# [Assignment]
Write out every entry below word for word, leaving nothing out.

[Data excerpts]
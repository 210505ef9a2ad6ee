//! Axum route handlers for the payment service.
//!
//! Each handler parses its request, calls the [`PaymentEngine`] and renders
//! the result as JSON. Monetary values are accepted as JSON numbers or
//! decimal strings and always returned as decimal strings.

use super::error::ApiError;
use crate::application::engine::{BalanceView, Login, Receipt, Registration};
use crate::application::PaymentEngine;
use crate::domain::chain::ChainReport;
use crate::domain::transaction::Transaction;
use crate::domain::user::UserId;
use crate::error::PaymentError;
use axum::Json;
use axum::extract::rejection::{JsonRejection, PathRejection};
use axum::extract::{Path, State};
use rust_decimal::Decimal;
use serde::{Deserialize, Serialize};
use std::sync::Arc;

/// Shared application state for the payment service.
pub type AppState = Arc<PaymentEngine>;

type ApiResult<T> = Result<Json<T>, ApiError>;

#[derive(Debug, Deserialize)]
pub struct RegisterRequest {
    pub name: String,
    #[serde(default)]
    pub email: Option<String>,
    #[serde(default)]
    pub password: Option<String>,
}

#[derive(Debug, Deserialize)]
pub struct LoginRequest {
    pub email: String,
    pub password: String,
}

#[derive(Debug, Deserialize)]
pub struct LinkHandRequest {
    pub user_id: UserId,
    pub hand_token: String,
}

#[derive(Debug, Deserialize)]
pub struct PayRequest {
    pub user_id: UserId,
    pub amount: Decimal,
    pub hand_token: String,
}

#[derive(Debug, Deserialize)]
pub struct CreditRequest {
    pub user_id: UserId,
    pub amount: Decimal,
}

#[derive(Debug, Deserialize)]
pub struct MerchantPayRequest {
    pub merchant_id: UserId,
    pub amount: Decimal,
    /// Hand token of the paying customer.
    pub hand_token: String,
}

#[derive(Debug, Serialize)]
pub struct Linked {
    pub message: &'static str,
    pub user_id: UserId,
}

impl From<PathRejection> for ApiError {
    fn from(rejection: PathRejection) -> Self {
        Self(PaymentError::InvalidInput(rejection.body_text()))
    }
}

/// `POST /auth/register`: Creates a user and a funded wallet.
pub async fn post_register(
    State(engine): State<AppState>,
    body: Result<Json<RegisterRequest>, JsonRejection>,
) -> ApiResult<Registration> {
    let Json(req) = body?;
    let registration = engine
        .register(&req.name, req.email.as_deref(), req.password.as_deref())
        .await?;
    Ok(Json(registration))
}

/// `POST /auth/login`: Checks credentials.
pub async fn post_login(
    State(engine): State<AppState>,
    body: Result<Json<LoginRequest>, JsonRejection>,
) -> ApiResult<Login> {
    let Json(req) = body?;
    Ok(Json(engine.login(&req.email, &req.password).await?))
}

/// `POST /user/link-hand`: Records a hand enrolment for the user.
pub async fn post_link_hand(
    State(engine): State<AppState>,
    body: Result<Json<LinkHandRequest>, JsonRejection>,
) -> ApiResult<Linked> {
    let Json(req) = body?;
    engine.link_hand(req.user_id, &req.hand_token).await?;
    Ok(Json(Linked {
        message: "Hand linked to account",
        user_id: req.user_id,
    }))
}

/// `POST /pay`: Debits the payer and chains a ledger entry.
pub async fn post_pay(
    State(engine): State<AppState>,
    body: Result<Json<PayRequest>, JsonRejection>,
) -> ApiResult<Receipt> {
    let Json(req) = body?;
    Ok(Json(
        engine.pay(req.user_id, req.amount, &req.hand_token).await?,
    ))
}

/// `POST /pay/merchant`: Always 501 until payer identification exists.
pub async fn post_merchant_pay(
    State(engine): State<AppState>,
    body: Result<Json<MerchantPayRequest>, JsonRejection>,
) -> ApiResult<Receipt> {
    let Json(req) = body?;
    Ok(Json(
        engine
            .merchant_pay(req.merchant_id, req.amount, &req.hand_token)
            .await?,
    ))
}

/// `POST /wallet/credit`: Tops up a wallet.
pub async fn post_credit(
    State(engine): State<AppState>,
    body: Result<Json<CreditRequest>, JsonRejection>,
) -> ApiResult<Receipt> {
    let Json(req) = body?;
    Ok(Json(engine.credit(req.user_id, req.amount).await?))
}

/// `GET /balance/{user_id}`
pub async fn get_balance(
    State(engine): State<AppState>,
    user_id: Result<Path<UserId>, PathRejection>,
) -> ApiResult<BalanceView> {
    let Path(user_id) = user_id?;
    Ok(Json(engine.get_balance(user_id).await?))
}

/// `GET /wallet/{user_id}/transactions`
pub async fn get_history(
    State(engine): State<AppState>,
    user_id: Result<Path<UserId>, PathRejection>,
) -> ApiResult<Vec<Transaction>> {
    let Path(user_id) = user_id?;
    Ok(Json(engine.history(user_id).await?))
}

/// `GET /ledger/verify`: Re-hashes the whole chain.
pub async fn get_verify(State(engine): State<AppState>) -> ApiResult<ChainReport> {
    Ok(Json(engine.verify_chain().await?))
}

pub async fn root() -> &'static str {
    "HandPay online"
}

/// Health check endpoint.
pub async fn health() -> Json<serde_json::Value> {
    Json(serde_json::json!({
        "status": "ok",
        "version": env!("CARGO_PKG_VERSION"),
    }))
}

# [Solved exercise]
repository 210505ef9a2ad6ee
//! Axum route handlers for the payment service.
//!
//! Each handler parses its request, calls the [`PaymentEngine`] and renders
//! the result as JSON. Monetary values are accepted as JSON numbers or
//! decimal strings and always returned as decimal strings.

use super::error::ApiError;
use crate::application::engine::{BalanceView, Login, Receipt, Registration};
use crate::application::PaymentEngine;
use crate::domain::chain::ChainReport;
use crate::domain::transaction::Transaction;
use crate::domain::user::UserId;
use crate::error::PaymentError;
use axum::Json;
use axum::extract::rejection::{JsonRejection, PathRejection};
use axum::extract::{Path, State};
use rust_decimal::Decimal;
use serde::{Deserialize, Serialize};
use std::sync::Arc;

/// Shared application state for the payment service.
pub type AppState = Arc<PaymentEngine>;

type ApiResult<T> = Result<Json<T>, ApiError>;

#[derive(Debug, Deserialize)]
pub struct RegisterRequest {
    pub name: String,
    #[serde(default)]
    pub email: Option<String>,
    #[serde(default)]
    pub password: Option<String>,
}

#[derive(Debug, Deserialize)]
pub struct LoginRequest {
    pub email: String,
    pub password: String,
}

#[derive(Debug, Deserialize)]
pub struct LinkHandRequest {
    pub user_id: UserId,
    pub hand_token: String,
}

#[derive(Debug, Deserialize)]
pub struct PayRequest {
    pub user_id: UserId,
    pub amount: Decimal,
    pub hand_token: String,
}

#[derive(Debug, Deserialize)]
pub struct CreditRequest {
    pub user_id: UserId,
    pub amount: Decimal,
}

#[derive(Debug, Deserialize)]
pub struct MerchantPayRequest {
    pub merchant_id: UserId,
    pub amount: Decimal,
    /// Hand token of the paying customer.
    pub hand_token: String,
}

#[derive(Debug, Serialize)]
pub struct Linked {
    pub message: &'static str,
    pub user_id: UserId,
}

impl From<PathRejection> for ApiError {
    fn from(rejection: PathRejection) -> Self {
        Self(PaymentError::InvalidInput(rejection.body_text()))
    }
}

/// `POST /auth/register`: Creates a user and a funded wallet.
pub async fn post_register(
    State(engine): State<AppState>,
    body: Result<Json<RegisterRequest>, JsonRejection>,
) -> ApiResult<Registration> {
    let Json(req) = body?;
    let registration = engine
        .register(&req.name, req.email.as_deref(), req.password.as_deref())
        .await?;
    Ok(Json(registration))
}

/// `POST /auth/login`: Checks credentials.
pub async fn post_login(
    State(engine): State<AppState>,
    body: Result<Json<LoginRequest>, JsonRejection>,
) -> ApiResult<Login> {
    let Json(req) = body?;
    Ok(Json(engine.login(&req.email, &req.password).await?))
}

/// `POST /user/link-hand`: Records a hand enrolment for the user.
pub async fn post_link_hand(
    State(engine): State<AppState>,
    body: Result<Json<LinkHandRequest>, JsonRejection>,
) -> ApiResult<Linked> {
    let Json(req) = body?;
    engine.link_hand(req.user_id, &req.hand_token).await?;
    Ok(Json(Linked {
        message: "Hand linked to account",
        user_id: req.user_id,
    }))
}

/// `POST /pay`: Debits the payer and chains a ledger entry.
pub async fn post_pay(
    State(engine): State<AppState>,
    body: Result<Json<PayRequest>, JsonRejection>,
) -> ApiResult<Receipt> {
    let Json(req) = body?;
    Ok(Json(
        engine.pay(req.user_id, req.amount, &req.hand_token).await?,
    ))
}

/// `POST /pay/merchant`: Always 501 until payer identification exists.
pub async fn post_merchant_pay(
    State(engine): State<AppState>,
    body: Result<Json<MerchantPayRequest>, JsonRejection>,
) -> ApiResult<Receipt> {
    let Json(req) = body?;
    Ok(Json(
        engine
            .merchant_pay(req.merchant_id, req.amount, &req.hand_token)
            .await?,
    ))
}

/// `POST /wallet/credit`: Tops up a wallet.
pub async fn post_credit(
    State(engine): State<AppState>,
    body: Result<Json<CreditRequest>, JsonRejection>,
) -> ApiResult<Receipt> {
    let Json(req) = body?;
    Ok(Json(engine.credit(req.user_id, req.amount).await?))
}

/// `GET /balance/{user_id}`
pub async fn get_balance(
    State(engine): State<AppState>,
    user_id: Result<Path<UserId>, PathRejection>,
) -> ApiResult<BalanceView> {
    let Path(user_id) = user_id?;
    Ok(Json(engine.get_balance(user_id).await?))
}

/// `GET /wallet/{user_id}/transactions`
pub async fn get_history(
    State(engine): State<AppState>,
    user_id: Result<Path<UserId>, PathRejection>,
) -> ApiResult<Vec<Transaction>> {
    let Path(user_id) = user_id?;
    Ok(Json(engine.history(user_id).await?))
}

/// `GET /ledger/verify`: Re-hashes the whole chain.
pub async fn get_verify(State(engine): State<AppState>) -> ApiResult<ChainReport> {
    Ok(Json(engine.verify_chain().await?))
}

pub async fn root() -> &'static str {
    "HandPay online"
}

/// Health check endpoint.
pub async fn health() -> Json<serde_json::Value> {
    Json(serde_json::json!({
        "status": "ok",
        "version": env!("CARGO_PKG_VERSION"),
    }))
}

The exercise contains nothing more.